The wall vases were designed in response to my love of nature and the idea of bringing garden flowers into the home setting. By displaying flowers on the wall rather than on a surface, they can have a great impact and can be used to dramatically change the way a space looks. The vases can be set at different heights within the wooden frames giving a flexible display and people have been really taken by this idea. Offering a variety of types of wood and coloured vases allows customers to have a bespoke set for their home.

Sycamore, Wall Vase, Photo, Peter Greenhalf

        Wall vases droplets

Droplet Wall Vases July 2013 (4), Photo, Stuart Conway

The Droplet wall vases came into being when I wanted to translate the idea of the  ‘Flow’ jug into a vase for the wall. I liked the way the different sizes related to each other and wanted to create a variation in scale and position. To do this, I gave an option to have either left or right facing droplets. They have been really popular and customers have been very creative about where they place them, combining colours and sizes to great effect. I love to see ceramics on the wall and the choice to be able to put flowers in just adds to the statement. I would love to see a large wall display of Droplets in a hotel foyer or in an architect designed home.

Using pieces, can you take me briefly through your career using images of your work and the developments you have made.

My current range of work is a combination of my original Tapered Vessels and containers and my Flow jugs and Droplets. The pieces started out as simple cylindrical forms as the best way to show off the intricate crackles and crazing of the raku firing. As I grew more confident and experiemental, I started to design fuller forms like the Flow Jugs and Droplets and started making larger containers and more sculptural vessels. Around this time, I was expanding on my stoneware range and experimenting with interesting glaze finishes. My art has always been focused around the idea of collections, sets and groupings so this theme has always run through my work. I also like to combine ceramics with wood, as in the framed wall vases and the containers with wooden lids or bases.

Raku Wall Vase (Walnut) , Photo, Peter Greenhalf

Comment on one of your commissions and how it has altered your career?

Cluster I,  2008. Raku and gilding, Photo, Stuart Conway

In 2013, I was commissioned by the Director of the Ceramic Art Museum, Ibaraki, Japan to make over 100 pieces as installations for the Cheongju International Craft Biennale in South Korea. It was the biggest project of this type that I had taken on and it was a fantastic opportunity to work on installations of this scale.

Cluster II, detail 2013,Photo, Stuart Conway

I had always wanted to develop my work in this way but needed the right space and context within which to show them. I spent many months on the pieces and the brief was flexible enough for me to experience plenty of creative freedom and a great sense of achievement. Cluster, II came about, as well as Lunar,

Lunar, Clear, Photo, Stuart Conway


and Ellipse installations and the work was really well received.

Ellipse, detail, Photo, Stuart Conway

You combine ceramics and wood, how has this evolved?

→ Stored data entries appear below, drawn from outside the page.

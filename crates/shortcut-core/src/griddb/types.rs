//! SteamGridDB API response types.

use crate::error::{ShortcutError, Result};
use serde::{Deserialize, Serialize};

/// Envelope shared by every API response.
#[derive(Debug, Clone, Deserialize)]
pub struct ApiResponse<T> {
    pub success: bool,
    #[serde(default)]
    pub errors: Vec<String>,
    pub data: Option<T>,
}

impl<T: Default> ApiResponse<T> {
    /// Unwrap the payload, turning `success: false` into an error.
    pub fn into_result(self) -> Result<T> {
        if !self.success {
            let message = if self.errors.is_empty() {
                "request was not successful".to_string()
            } else {
                self.errors.join(", ")
            };
            return Err(ShortcutError::GridDb(message));
        }
        Ok(self.data.unwrap_or_default())
    }
}

/// One game returned by `/search/autocomplete/{term}`.
#[derive(Debug, Clone, Default, PartialEq, Eq, Serialize, Deserialize)]
pub struct SearchResult {
    pub id: u64,
    pub name: String,
    #[serde(default)]
    pub types: Vec<String>,
    #[serde(default)]
    pub verified: bool,
}

#[derive(Debug, Clone, Default, PartialEq, Eq, Serialize, Deserialize)]
pub struct Author {
    #[serde(default)]
    pub name: String,
    #[serde(default)]
    pub steam64: String,
    #[serde(default)]
    pub avatar: String,
}

/// One grid, hero, logo or icon image.
///
/// Grids always carry their dimensions; other categories may not.
#[derive(Debug, Clone, Default, PartialEq, Eq, Serialize, Deserialize)]
pub struct ImageResult {
    pub id: u64,
    #[serde(default)]
    pub score: i64,
    #[serde(default)]
    pub style: String,
    #[serde(default)]
    pub width: u32,
    #[serde(default)]
    pub height: u32,
    #[serde(default)]
    pub nsfw: bool,
    #[serde(default)]
    pub humor: bool,
    #[serde(default, skip_serializing_if = "Option::is_none")]
    pub mime: Option<String>,
    pub url: String,
    #[serde(default)]
    pub thumb: String,
    #[serde(default)]
    pub tags: Vec<String>,
    #[serde(default)]
    pub author: Author,
}
//! Subcommand implementations.

pub mod add;
pub mod download;
pub mod list;
pub mod remove;
pub mod search;
pub mod users;

use crate::output::OutputFormat;
use anyhow::bail;
use shortcut_core::{SteamDirs, SteamGridDbClient};

/// User selector meaning "every user with a shortcuts file".
pub const ALL_USERS: &str = "all";

/// State shared by every command.
pub struct Context {
    pub steam: SteamDirs,
    pub output: OutputFormat,
}

impl Context {
    /// Users a store-editing command applies to.
    ///
    /// `all` selects every user that already has a shortcuts file. A single
    /// user id must exist in userdata but need not have a file yet.
    pub fn target_users(&self, selector: &str) -> anyhow::Result<Vec<String>> {
        if selector == ALL_USERS {
            let users = self
                .steam
                .users()?
                .into_iter()
                .filter(|user| self.steam.has_shortcuts(user))
                .collect();
            return Ok(users);
        }

        if !self.steam.has_user(selector) {
            bail!("user not found: {}", selector);
        }
        Ok(vec![selector.to_string()])
    }
}

/// Build a SteamGridDB client, failing early without a key.
pub fn griddb_client(api_key: Option<&str>) -> anyhow::Result<SteamGridDbClient> {
    match api_key {
        Some(key) if !key.trim().is_empty() => Ok(SteamGridDbClient::new(key)?),
        _ => bail!("no API key specified"),
    }
}

#[cfg(test)]
pub(crate) mod test_support {
    use super::*;
    use std::fs;
    use tempfile::TempDir;

    /// A Steam root with the given users; users listed in `with_store` get an
    /// empty shortcuts file.
    pub fn context(users: &[&str], with_store: &[&str]) -> (TempDir, Context) {
        let temp_dir = TempDir::new().unwrap();
        let steam = SteamDirs::new(temp_dir.path());
        for user in users {
            fs::create_dir_all(steam.images_dir(user)).unwrap();
        }
        for user in with_store {
            shortcut_core::store::save(&Default::default(), &steam.shortcuts_path(user)).unwrap();
        }
        let ctx = Context {
            steam,
            output: OutputFormat::Json,
        };
        (temp_dir, ctx)
    }
}
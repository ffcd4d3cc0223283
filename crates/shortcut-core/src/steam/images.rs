//! Grid artwork naming and lookup.
//!
//! Steam looks for custom artwork in `userdata/<user>/config/grid` under
//! names derived from the app id:
//!
//! | Slot      | File stem          |
//! |-----------|--------------------|
//! | landscape | `<appid>`          |
//! | portrait  | `<appid>p`         |
//! | hero      | `<appid>_hero`     |
//! | logo      | `<appid>_logo`     |
//! | icon      | `<appid>_icon`     |

use crate::config::SteamConfig;
use crate::error::{ShortcutError, Result};
use crate::shortcut::Images;
use serde::{Deserialize, Serialize};
use std::collections::HashMap;
use std::fmt;
use std::path::{Path, PathBuf};
use tracing::debug;

/// Where a piece of artwork is shown in the library.
#[derive(Debug, Clone, Copy, PartialEq, Eq, PartialOrd, Ord, Hash, Serialize, Deserialize)]
#[serde(rename_all = "lowercase")]
pub enum ArtworkSlot {
    Portrait,
    Landscape,
    Hero,
    Logo,
    Icon,
}

impl ArtworkSlot {
    pub const ALL: [ArtworkSlot; 5] = [
        ArtworkSlot::Portrait,
        ArtworkSlot::Landscape,
        ArtworkSlot::Hero,
        ArtworkSlot::Logo,
        ArtworkSlot::Icon,
    ];

    /// Suffix appended to the app id in the file stem.
    pub fn suffix(self) -> &'static str {
        match self {
            ArtworkSlot::Portrait => SteamConfig::PORTRAIT_SUFFIX,
            ArtworkSlot::Landscape => "",
            ArtworkSlot::Hero => SteamConfig::HERO_SUFFIX,
            ArtworkSlot::Logo => SteamConfig::LOGO_SUFFIX,
            ArtworkSlot::Icon => SteamConfig::ICON_SUFFIX,
        }
    }

    /// File name without extension for `app_id`.
    pub fn file_stem(self, app_id: u64) -> String {
        format!("{}{}", app_id, self.suffix())
    }

    pub fn as_str(self) -> &'static str {
        match self {
            ArtworkSlot::Portrait => "portrait",
            ArtworkSlot::Landscape => "landscape",
            ArtworkSlot::Hero => "hero",
            ArtworkSlot::Logo => "logo",
            ArtworkSlot::Icon => "icon",
        }
    }
}

impl fmt::Display for ArtworkSlot {
    fn fmt(&self, f: &mut fmt::Formatter<'_>) -> fmt::Result {
        f.write_str(self.as_str())
    }
}

/// Find the artwork file for one slot, trying known extensions in order.
pub fn find_image(images_dir: &Path, app_id: u64, slot: ArtworkSlot) -> Result<PathBuf> {
    let stem = slot.file_stem(app_id);
    SteamConfig::IMAGE_EXTENSIONS
        .iter()
        .map(|ext| images_dir.join(format!("{}.{}", stem, ext)))
        .find(|candidate| candidate.is_file())
        .ok_or_else(|| ShortcutError::not_found(format!("{} image for app id {}", slot, app_id)))
}

/// Every slot that has a file on disk for `app_id`.
pub fn find_images(images_dir: &Path, app_id: u64) -> HashMap<ArtworkSlot, PathBuf> {
    ArtworkSlot::ALL
        .iter()
        .filter_map(|slot| {
            find_image(images_dir, app_id, *slot)
                .ok()
                .map(|path| (*slot, path))
        })
        .collect()
}

/// Collect existing artwork for `app_id` into an [`Images`] value.
pub fn resolve_images(images_dir: &Path, app_id: u64) -> Images {
    let mut images = Images::default();
    images.merge(&find_images(images_dir, app_id));
    debug!(
        "Resolved artwork for {} in {}: {:?}",
        app_id,
        images_dir.display(),
        images
    );
    images
}

#[cfg(test)]
mod tests {
    use super::*;
    use std::fs;
    use tempfile::TempDir;

    #[test]
    fn test_file_stems() {
        assert_eq!(ArtworkSlot::Landscape.file_stem(42), "42");
        assert_eq!(ArtworkSlot::Portrait.file_stem(42), "42p");
        assert_eq!(ArtworkSlot::Hero.file_stem(42), "42_hero");
        assert_eq!(ArtworkSlot::Logo.file_stem(42), "42_logo");
        assert_eq!(ArtworkSlot::Icon.file_stem(42), "42_icon");
    }

    #[test]
    fn test_find_image_tries_extensions_in_order() {
        let temp_dir = TempDir::new().unwrap();
        fs::write(temp_dir.path().join("42p.jpg"), b"jpg").unwrap();
        fs::write(temp_dir.path().join("42p.ico"), b"ico").unwrap();

        let found = find_image(temp_dir.path(), 42, ArtworkSlot::Portrait).unwrap();
        assert_eq!(found, temp_dir.path().join("42p.jpg"));

        fs::write(temp_dir.path().join("42p.png"), b"png").unwrap();
        let found = find_image(temp_dir.path(), 42, ArtworkSlot::Portrait).unwrap();
        assert_eq!(found, temp_dir.path().join("42p.png"));
    }

    #[test]
    fn test_find_image_missing() {
        let temp_dir = TempDir::new().unwrap();
        fs::write(temp_dir.path().join("42.gif"), b"gif").unwrap();

        let err = find_image(temp_dir.path(), 42, ArtworkSlot::Landscape).unwrap_err();
        assert!(err.is_not_found());
    }

    #[test]
    fn test_resolve_images() {
        let temp_dir = TempDir::new().unwrap();
        fs::write(temp_dir.path().join("7_hero.png"), b"").unwrap();
        fs::write(temp_dir.path().join("7_logo.jpeg"), b"").unwrap();
        // Another app's art is ignored
        fs::write(temp_dir.path().join("8.png"), b"").unwrap();

        let images = resolve_images(temp_dir.path(), 7);
        assert_eq!(images.hero, Some(temp_dir.path().join("7_hero.png")));
        assert_eq!(images.logo, Some(temp_dir.path().join("7_logo.jpeg")));
        assert!(images.landscape.is_none());
        assert!(images.portrait.is_none());
    }

    #[test]
    fn test_resolve_images_missing_dir() {
        let images = resolve_images(Path::new("/nonexistent/grid"), 7);
        assert!(images.is_empty());
    }
}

I studied wood and ceramics at University so working with wood has always been in my creative sphere. After leaving University, the opportunity to work with wood was non-existent so I have always commissioned other wood turners and furniture makers to make my designs. It’s a really interesting professional relationship to build, as there is so much that we can learn from each other and the various making processes can offer inspiration for future designs.

Who does your wood turning  – also comment on this collaboration.

The woodturning for my pieces is done by Tom Pockley who is also a member of the Sussex Guild. We have often talked about ideas whilst attending Sussex Guild shows and it is always really nice to work with another local craft person. He currently makes lids for my pots (and conversely, pots for my lids) in a range of walnut and ebonised oak.

Ebonised oak and raku pots, Photo, Stuart Conway

Why do you find exhibiting such an important part of your work?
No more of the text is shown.